**REQUIRED ACTION**
After reading the records, print them all again exactly as they stand.

**MATERIAL SHOWN**
*** Block opens ***

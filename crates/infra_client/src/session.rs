//! Session state and navigation
//!
//! The session is the bearer token and role kept in local storage. Every
//! client shares one `Session`; when the backend rejects the token the client
//! clears it and sends the injected `Navigator` to the login route.

use std::sync::Arc;
use tracing::{info, warn};

use core_kernel::Role;

use crate::storage::{LocalStorage, StorageError, AUTH_TOKEN_KEY, USER_ROLE_KEY};

/// Route shown when the session is missing or expired
pub const LOGIN_ROUTE: &str = "/login";

/// Moves the user interface to another route
pub trait Navigator: Send + Sync {
    fn navigate(&self, route: &str);
}

/// Navigator for headless front ends: logs the redirect
#[derive(Debug, Default, Clone, Copy)]
pub struct LoggingNavigator;

impl Navigator for LoggingNavigator {
    fn navigate(&self, route: &str) {
        info!(route, "Navigation requested");
    }
}

/// Token and role of the signed-in user
#[derive(Debug, Clone)]
pub struct Session {
    storage: Arc<LocalStorage>,
}

impl Session {
    pub fn new(storage: Arc<LocalStorage>) -> Self {
        Self { storage }
    }

    /// Session over a fresh in-memory store
    pub fn in_memory() -> Self {
        Self::new(Arc::new(LocalStorage::in_memory()))
    }

    pub fn storage(&self) -> &Arc<LocalStorage> {
        &self.storage
    }

    pub fn token(&self) -> Option<String> {
        self.storage.get(AUTH_TOKEN_KEY).filter(|t| !t.is_empty())
    }

    /// Role of the signed-in user; an unreadable stored role counts as none
    pub fn role(&self) -> Option<Role> {
        let raw = self.storage.get(USER_ROLE_KEY)?;
        match raw.parse() {
            Ok(role) => Some(role),
            Err(_) => {
                warn!(role = %raw, "Ignoring unknown stored role");
                None
            }
        }
    }

    pub fn is_authenticated(&self) -> bool {
        self.token().is_some()
    }

    /// Stores the token and role returned by the login endpoint
    pub fn sign_in(&self, token: impl Into<String>, role: Role) -> Result<(), StorageError> {
        self.storage.set(AUTH_TOKEN_KEY, token)?;
        self.storage.set(USER_ROLE_KEY, role.as_str())
    }

    /// Forgets the token and role
    pub fn clear(&self) -> Result<(), StorageError> {
        self.storage.remove_all(&[AUTH_TOKEN_KEY, USER_ROLE_KEY])
    }
}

*** Block closes ***

**ANSWER SECTION**
filename crates/infra_client/src/session.rs
//! Session state and navigation
//!
//! The session is the bearer token and role kept in local storage. Every
//! client shares one `Session`; when the backend rejects the token the client
//! clears it and sends the injected `Navigator` to the login route.

use std::sync::Arc;
use tracing::{info, warn};

use core_kernel::Role;

use crate::storage::{LocalStorage, StorageError, AUTH_TOKEN_KEY, USER_ROLE_KEY};

/// Route shown when the session is missing or expired
pub const LOGIN_ROUTE: &str = "/login";

/// Moves the user interface to another route
pub trait Navigator: Send + Sync {
    fn navigate(&self, route: &str);
}

/// Navigator for headless front ends: logs the redirect
#[derive(Debug, Default, Clone, Copy)]
pub struct LoggingNavigator;

impl Navigator for LoggingNavigator {
    fn navigate(&self, route: &str) {
        info!(route, "Navigation requested");
    }
}

/// Token and role of the signed-in user
#[derive(Debug, Clone)]
pub struct Session {
    storage: Arc<LocalStorage>,
}

impl Session {
    pub fn new(storage: Arc<LocalStorage>) -> Self {
        Self { storage }
    }

    /// Session over a fresh in-memory store
    pub fn in_memory() -> Self {
        Self::new(Arc::new(LocalStorage::in_memory()))
    }

    pub fn storage(&self) -> &Arc<LocalStorage> {
        &self.storage
    }

    pub fn token(&self) -> Option<String> {
        self.storage.get(AUTH_TOKEN_KEY).filter(|t| !t.is_empty())
    }

    /// Role of the signed-in user; an unreadable stored role counts as none
    pub fn role(&self) -> Option<Role> {
        let raw = self.storage.get(USER_ROLE_KEY)?;
        match raw.parse() {
            Ok(role) => Some(role),
            Err(_) => {
                warn!(role = %raw, "Ignoring unknown stored role");
                None
            }
        }
    }

    pub fn is_authenticated(&self) -> bool {
        self.token().is_some()
    }

    /// Stores the token and role returned by the login endpoint
    pub fn sign_in(&self, token: impl Into<String>, role: Role) -> Result<(), StorageError> {
        self.storage.set(AUTH_TOKEN_KEY, token)?;
        self.storage.set(USER_ROLE_KEY, role.as_str())
    }

    /// Forgets the token and role
    pub fn clear(&self) -> Result<(), StorageError> {
        self.storage.remove_all(&[AUTH_TOKEN_KEY, USER_ROLE_KEY])
    }
}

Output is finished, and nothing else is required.